Overall, American eighth-grade scores increased since 1995, when the test was first given, but fourth-grade scores hardly budged.

US scores trailed many industrialized countries, especially those in Asia. Students in Singapore topped all nations in both subjects.

Tunisia and South Africa scored among the lowest.

At a news conference yesterday at Boston College, test officials attributed the mediocre performance of American students to teachers who don't specialize in math and science; a curriculum that tries to cover too many topics, preventing students from mastering any in depth; and a society that may not recognize the importance of math and science in economic growth.

American students were less likely than their peers in other industrialized nations to have a math teacher who majored in math or a science teacher who studied one of the hard sciences, such as biology or physics.

For instance, 81 percent of eighth-graders in Japan had a teacher who majored in math in college, and they scored a 570 out of 1,000. By contrast, 48 percent of US eighth-graders had teachers with math majors, and they averaged a score of 504.

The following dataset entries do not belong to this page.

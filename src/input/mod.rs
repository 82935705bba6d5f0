pub mod command_mode;
pub mod normal_mode;
pub mod panel_mode;
use ratatui::{
    layout::Alignment,
    style::{Color, Modifier, Style},
    text::{Line, Span},
    widgets::{Block, Borders, Clear, Paragraph},
    Frame,
};
use calpad::app::AppState;

pub fn render(f: &mut Frame, app: &AppState) {
    let area = f.size();
    let help_width = 56.min(area.width);
    let help_height = 20.min(area.height);
    let x = (area.width.saturating_sub(help_width)) / 2;
    let y = (area.height.saturating_sub(help_height)) / 2;

    let help_area = ratatui::layout::Rect {
        x,
        y,
        width: help_width,
        height: help_height,
    };

    f.render_widget(Clear, help_area);

    let section = Style::default().fg(app.theme.heading);
    let help_text = vec![
        Line::from(vec![Span::styled("calpad Help", Style::default().fg(app.theme.title).add_modifier(Modifier::BOLD))]),
        Line::from(""),
        Line::from(vec![Span::styled("Calendar:", section)]),
        Line::from("  h/l      - Previous/next day"),
        Line::from("  j/k      - Next/previous week"),
        Line::from("  { } p n  - Previous/next month"),
        Line::from("  t        - Jump to today"),
        Line::from("  Enter    - Open day (or click a day)"),
        Line::from(""),
        Line::from(vec![Span::styled("Day panel, input:", section)]),
        Line::from("  Enter    - Add event / save rename"),
        Line::from("  Esc      - Cancel rename"),
        Line::from("  Tab      - Focus event list"),
        Line::from(""),
        Line::from(vec![Span::styled("Day panel, list:", section)]),
        Line::from("  j/k      - Move highlight"),
        Line::from("  e/Enter  - Rename highlighted event"),
        Line::from("  x/Del    - Delete highlighted event"),
        Line::from("  Tab/i    - Back to input"),
        Line::from("  Esc/q    - Close panel"),
        Line::from(""),
        Line::from(vec![Span::styled("Commands:", section)]),
        Line::from("  :q       - Quit"),
        Line::from("  :goto    - Jump to date (:goto 2025-12-25)"),
        Line::from("  :today   - Jump to today"),
        Line::from("  :new     - Open selected day (:new Dentist)"),
        Line::from("  :theme   - Change theme (:theme paper)"),
        Line::from("  :help    - Toggle this help"),
    ];

    let visible_lines = help_height.saturating_sub(2) as usize;
    let total_lines = help_text.len();
    let max_scroll = total_lines.saturating_sub(visible_lines);
    let scroll = app.help_scroll.min(max_scroll);

    let scrolled_text: Vec<Line> = help_text
        .into_iter()
        .skip(scroll)
        .take(visible_lines)
        .collect();

    let help_paragraph = Paragraph::new(scrolled_text)
        .block(Block::default()
            .borders(Borders::ALL)
            .title(format!(" Help (j/k to scroll, q to close) [{}/{}] ", scroll + 1, total_lines))
            .style(Style::default().bg(Color::Black)))
        .alignment(Alignment::Left);

    f.render_widget(help_paragraph, help_area);
}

Massachusetts has beefed up the subject requirements for math educators in elementary schools and middle and high schools on the teacher credentialing test.

Still, state Education Commissioner David P. Driscoll said, "We don't have as many people with a strictly math background as we should."

A sample of 360,000 students around the world, including nearly 20,000 American students across the United States, took the test last year.

The test compares 45 nations in eighth grade and 25 countries in fourth grade.